= TASK TO CARRY OUT =
Below are entries; work out how many of their lines include the string "tokio", and reply with the number only.

= DATA SUPPLIED =
####

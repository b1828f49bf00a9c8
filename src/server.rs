//! # Server Module
//!
//! Read-only HTTP surface for the keeper: liveness and the last cycle record.

use std::sync::Arc;

use anyhow::{Context, Result};
use axum::{Router, routing::get};
use tokio::net::TcpListener;
use tokio::sync::watch;

use crate::config::ExecutionMode;
use crate::keeper::Observer;
use crate::routes::health::{ping, status};

/// Application state shared across all route handlers
pub struct AppState {
    pub observer: Arc<Observer>,
    pub mode: ExecutionMode,
}

pub fn router(state: Arc<AppState>) -> Router {
    Router::new()
        .route("/ping", get(ping))
        .route("/status", get(status))
        .with_state(state)
}

/// Serve the health routes on `0.0.0.0:port` until `shutdown` fires.
pub async fn start(port: u16, state: Arc<AppState>, mut shutdown: watch::Receiver<bool>) -> Result<()> {
    let addr = std::net::SocketAddr::from(([0, 0, 0, 0], port));
    let listener = TcpListener::bind(addr)
        .await
        .with_context(|| format!("Failed to bind health server to {}", addr))?;

    tracing::info!("📡 Listening on http://{}", addr);
    tracing::info!("🏥 Health check available at http://{}/ping", addr);
    tracing::info!("📊 Keeper status available at http://{}/status", addr);

    axum::serve(listener, router(state))
        .with_graceful_shutdown(async move {
            let _ = shutdown.wait_for(|stop| *stop).await;
        })
        .await
        .context("Health server failed")
}
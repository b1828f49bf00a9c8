//! Treasury account layout and the per-cycle snapshot the keeper works from.

use std::io::{Read, Write};

use anchor_lang::prelude::{AnchorDeserialize, AnchorSerialize};
use serde::Serialize;
use solana_sdk::{hash::hash, pubkey::Pubkey};

use crate::error::{KeeperError, KeeperResult};

pub const TREASURY_SEED: &[u8] = b"treasury";

/// Basis points denominator; allocation bps must sum to exactly this.
pub const BPS_DENOMINATOR: u64 = 10_000;

/// Anchor account discriminator for `Treasury`.
pub fn treasury_discriminator() -> [u8; 8] {
    let mut disc = [0u8; 8];
    disc.copy_from_slice(&hash(b"account:Treasury").to_bytes()[..8]);
    disc
}

/// Raw on-chain `Treasury` account, field order as the program stores it.
#[derive(Debug, Clone, PartialEq, Eq)]
pub struct TreasuryAccount {
    pub authority: Pubkey,
    pub buyback_allocation_bps: u16,
    pub liquidity_allocation_bps: u16,
    pub reserve_allocation_bps: u16,
    pub max_usdc_per_cycle: u64,
    pub cooldown_seconds: i64,
    pub slippage_bps: u16,
    pub total_sol_collected: u64,
    pub total_usdc_converted: u64,
    pub total_buybacks_usdc: u64,
    pub total_liquidity_usdc: u64,
    pub total_tokens_burned: u64,
    pub last_operation_timestamp: i64,
    pub paused: bool,
    pub bump: u8,
}

impl AnchorSerialize for TreasuryAccount {
    fn serialize<W: Write>(&self, writer: &mut W) -> std::io::Result<()> {
        AnchorSerialize::serialize(&self.authority.to_bytes(), writer)?;
        AnchorSerialize::serialize(&self.buyback_allocation_bps, writer)?;
        AnchorSerialize::serialize(&self.liquidity_allocation_bps, writer)?;
        AnchorSerialize::serialize(&self.reserve_allocation_bps, writer)?;
        AnchorSerialize::serialize(&self.max_usdc_per_cycle, writer)?;
        AnchorSerialize::serialize(&self.cooldown_seconds, writer)?;
        AnchorSerialize::serialize(&self.slippage_bps, writer)?;
        AnchorSerialize::serialize(&self.total_sol_collected, writer)?;
        AnchorSerialize::serialize(&self.total_usdc_converted, writer)?;
        AnchorSerialize::serialize(&self.total_buybacks_usdc, writer)?;
        AnchorSerialize::serialize(&self.total_liquidity_usdc, writer)?;
        AnchorSerialize::serialize(&self.total_tokens_burned, writer)?;
        AnchorSerialize::serialize(&self.last_operation_timestamp, writer)?;
        AnchorSerialize::serialize(&self.paused, writer)?;
        AnchorSerialize::serialize(&self.bump, writer)
    }
}

impl AnchorDeserialize for TreasuryAccount {
    fn deserialize_reader<R: Read>(reader: &mut R) -> std::io::Result<Self> {
        Ok(Self {
            authority: Pubkey::new_from_array(<[u8; 32]>::deserialize_reader(reader)?),
            buyback_allocation_bps: u16::deserialize_reader(reader)?,
            liquidity_allocation_bps: u16::deserialize_reader(reader)?,
            reserve_allocation_bps: u16::deserialize_reader(reader)?,
            max_usdc_per_cycle: u64::deserialize_reader(reader)?,
            cooldown_seconds: i64::deserialize_reader(reader)?,
            slippage_bps: u16::deserialize_reader(reader)?,
            total_sol_collected: u64::deserialize_reader(reader)?,
            total_usdc_converted: u64::deserialize_reader(reader)?,
            total_buybacks_usdc: u64::deserialize_reader(reader)?,
            total_liquidity_usdc: u64::deserialize_reader(reader)?,
            total_tokens_burned: u64::deserialize_reader(reader)?,
            last_operation_timestamp: i64::deserialize_reader(reader)?,
            paused: bool::deserialize_reader(reader)?,
            bump: u8::deserialize_reader(reader)?,
        })
    }
}

impl TreasuryAccount {
    /// Decode account data (discriminator + borsh body). Trailing bytes are
    /// tolerated since account space may be over-allocated.
    pub fn decode(data: &[u8]) -> KeeperResult<Self> {
        if data.len() < 8 {
            return Err(KeeperError::Decode(format!(
                "treasury account is {} bytes, shorter than the discriminator",
                data.len()
            )));
        }
        if data[..8] != treasury_discriminator() {
            return Err(KeeperError::Decode("treasury discriminator mismatch".to_string()));
        }
        let mut body = &data[8..];
        Self::deserialize(&mut body)
            .map_err(|e| KeeperError::Decode(format!("treasury body: {}", e)))
    }
}

/// Where a snapshot came from. Synthetic snapshots only exist in dry runs.
#[derive(Debug, Clone, Copy, PartialEq, Eq, Serialize)]
#[serde(tag = "kind", rename_all = "snake_case")]
pub enum StateSource {
    Ledger { slot: u64 },
    Synthetic,
}

/// Point-in-time view of the treasury used for one cycle. Never carried
/// across cycles.
#[derive(Debug, Clone, PartialEq, Eq, Serialize)]
pub struct TreasuryState {
    pub authority: Pubkey,
    pub sol_balance: u64,
    pub usdc_balance: u64,
    pub buyback_allocation_bps: u16,
    pub liquidity_allocation_bps: u16,
    pub reserve_allocation_bps: u16,
    pub max_usdc_per_cycle: u64,
    pub cooldown_seconds: i64,
    pub slippage_bps: u16,
    pub total_sol_collected: u64,
    pub total_usdc_converted: u64,
    pub total_buybacks_usdc: u64,
    pub total_liquidity_usdc: u64,
    pub total_tokens_burned: u64,
    pub last_operation_timestamp: i64,
    pub paused: bool,
    pub source: StateSource,
}

impl TreasuryState {
    pub fn from_account(
        account: &TreasuryAccount,
        sol_balance: u64,
        usdc_balance: u64,
        source: StateSource,
    ) -> Self {
        Self {
            authority: account.authority,
            sol_balance,
            usdc_balance,
            buyback_allocation_bps: account.buyback_allocation_bps,
            liquidity_allocation_bps: account.liquidity_allocation_bps,
            reserve_allocation_bps: account.reserve_allocation_bps,
            max_usdc_per_cycle: account.max_usdc_per_cycle,
            cooldown_seconds: account.cooldown_seconds,
            slippage_bps: account.slippage_bps,
            total_sol_collected: account.total_sol_collected,
            total_usdc_converted: account.total_usdc_converted,
            total_buybacks_usdc: account.total_buybacks_usdc,
            total_liquidity_usdc: account.total_liquidity_usdc,
            total_tokens_burned: account.total_tokens_burned,
            last_operation_timestamp: account.last_operation_timestamp,
            paused: account.paused,
            source,
        }
    }

    pub fn allocation_bps_sum(&self) -> u64 {
        self.buyback_allocation_bps as u64
            + self.liquidity_allocation_bps as u64
            + self.reserve_allocation_bps as u64
    }

    /// The ledger rejects configs that break this before persisting them, but
    /// the keeper still refuses to act on a snapshot where it does not hold.
    pub fn check_allocation_invariant(&self) -> KeeperResult<()> {
        let sum = self.allocation_bps_sum();
        if sum != BPS_DENOMINATOR {
            return Err(KeeperError::ConfigInvalid(format!(
                "ledger allocation bps sum to {} (buyback={}, liquidity={}, reserve={})",
                sum,
                self.buyback_allocation_bps,
                self.liquidity_allocation_bps,
                self.reserve_allocation_bps
            )));
        }
        Ok(())
    }

    pub fn is_synthetic(&self) -> bool {
        matches!(self.source, StateSource::Synthetic)
    }

    /// Seconds left before the cooldown window closes, or `None` once elapsed.
    pub fn cooldown_remaining(&self, now: i64, cooldown_seconds: i64) -> Option<i64> {
        let elapsed = now.saturating_sub(self.last_operation_timestamp);
        if elapsed < cooldown_seconds {
            Some(cooldown_seconds - elapsed)
        } else {
            None
        }
    }
}

#[cfg(test)]
pub(crate) fn sample_state() -> TreasuryState {
    TreasuryState {
        authority: Pubkey::new_unique(),
        sol_balance: 0,
        usdc_balance: 10_000_000,
        buyback_allocation_bps: 5_000,
        liquidity_allocation_bps: 3_000,
        reserve_allocation_bps: 2_000,
        max_usdc_per_cycle: 1_000_000_000,
        cooldown_seconds: 0,
        slippage_bps: 100,
        total_sol_collected: 0,
        total_usdc_converted: 0,
        total_buybacks_usdc: 0,
        total_liquidity_usdc: 0,
        total_tokens_burned: 0,
        last_operation_timestamp: 0,
        paused: false,
        source: StateSource::Ledger { slot: 1 },
    }
}

#[cfg(test)]
mod tests {
    use super::*;

    fn account() -> TreasuryAccount {
        TreasuryAccount {
            authority: Pubkey::new_from_array([7u8; 32]),
            buyback_allocation_bps: 5_000,
            liquidity_allocation_bps: 3_000,
            reserve_allocation_bps: 2_000,
            max_usdc_per_cycle: 250_000_000,
            cooldown_seconds: 3_600,
            slippage_bps: 100,
            total_sol_collected: 42,
            total_usdc_converted: 1_000_000,
            total_buybacks_usdc: 400_000,
            total_liquidity_usdc: 100_000,
            total_tokens_burned: 9,
            last_operation_timestamp: 1_700_000_000,
            paused: false,
            bump: 254,
        }
    }

    fn encode(account: &TreasuryAccount) -> Vec<u8> {
        let mut data = treasury_discriminator().to_vec();
        account.serialize(&mut data).unwrap();
        data
    }

    #[test]
    fn decodes_account_with_padding() {
        let mut data = encode(&account());
        data.extend_from_slice(&[0u8; 16]);

        let decoded = TreasuryAccount::decode(&data).unwrap();
        assert_eq!(decoded, account());

        let state = TreasuryState::from_account(&decoded, 5, 6, StateSource::Ledger { slot: 99 });
        assert_eq!(state.authority, Pubkey::new_from_array([7u8; 32]));
        assert_eq!(state.total_buybacks_usdc, 400_000);
        assert_eq!(state.sol_balance, 5);
        assert_eq!(state.usdc_balance, 6);
        assert!(!state.is_synthetic());
    }

    #[test]
    fn body_layout_matches_program_field_order() {
        let data = encode(&account());
        // discriminator, authority, 3 x u16 bps, u64, i64, u16, 5 x u64, i64, bool, u8
        assert_eq!(data.len(), 8 + 32 + 6 + 8 + 8 + 2 + 40 + 8 + 1 + 1);
        assert_eq!(&data[8..40], &[7u8; 32]);
        assert_eq!(&data[40..42], &5_000u16.to_le_bytes());
        assert_eq!(&data[46..54], &250_000_000u64.to_le_bytes());
        assert_eq!(&data[54..62], &3_600i64.to_le_bytes());
        assert_eq!(data[data.len() - 1], 254);
    }

    #[test]
    fn rejects_wrong_discriminator_and_short_data() {
        let mut data = encode(&account());
        data[0] ^= 0xff;
        assert!(matches!(TreasuryAccount::decode(&data), Err(KeeperError::Decode(_))));
        assert!(matches!(TreasuryAccount::decode(&[1, 2, 3]), Err(KeeperError::Decode(_))));

        let truncated = encode(&account())[..20].to_vec();
        assert!(matches!(TreasuryAccount::decode(&truncated), Err(KeeperError::Decode(_))));
    }

    #[test]
    fn allocation_invariant() {
        let mut state = sample_state();
        assert!(state.check_allocation_invariant().is_ok());
        state.reserve_allocation_bps = 1_999;
        assert!(matches!(
            state.check_allocation_invariant(),
            Err(KeeperError::ConfigInvalid(_))
        ));
    }

    #[test]
    fn cooldown_remaining_uses_ledger_timestamp() {
        let mut state = sample_state();
        state.last_operation_timestamp = 1_000;
        assert_eq!(state.cooldown_remaining(1_100, 300), Some(200));
        assert_eq!(state.cooldown_remaining(1_300, 300), None);
        assert_eq!(state.cooldown_remaining(5_000, 0), None);
    }
}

####

= RESULT OF THE EXERCISE =
2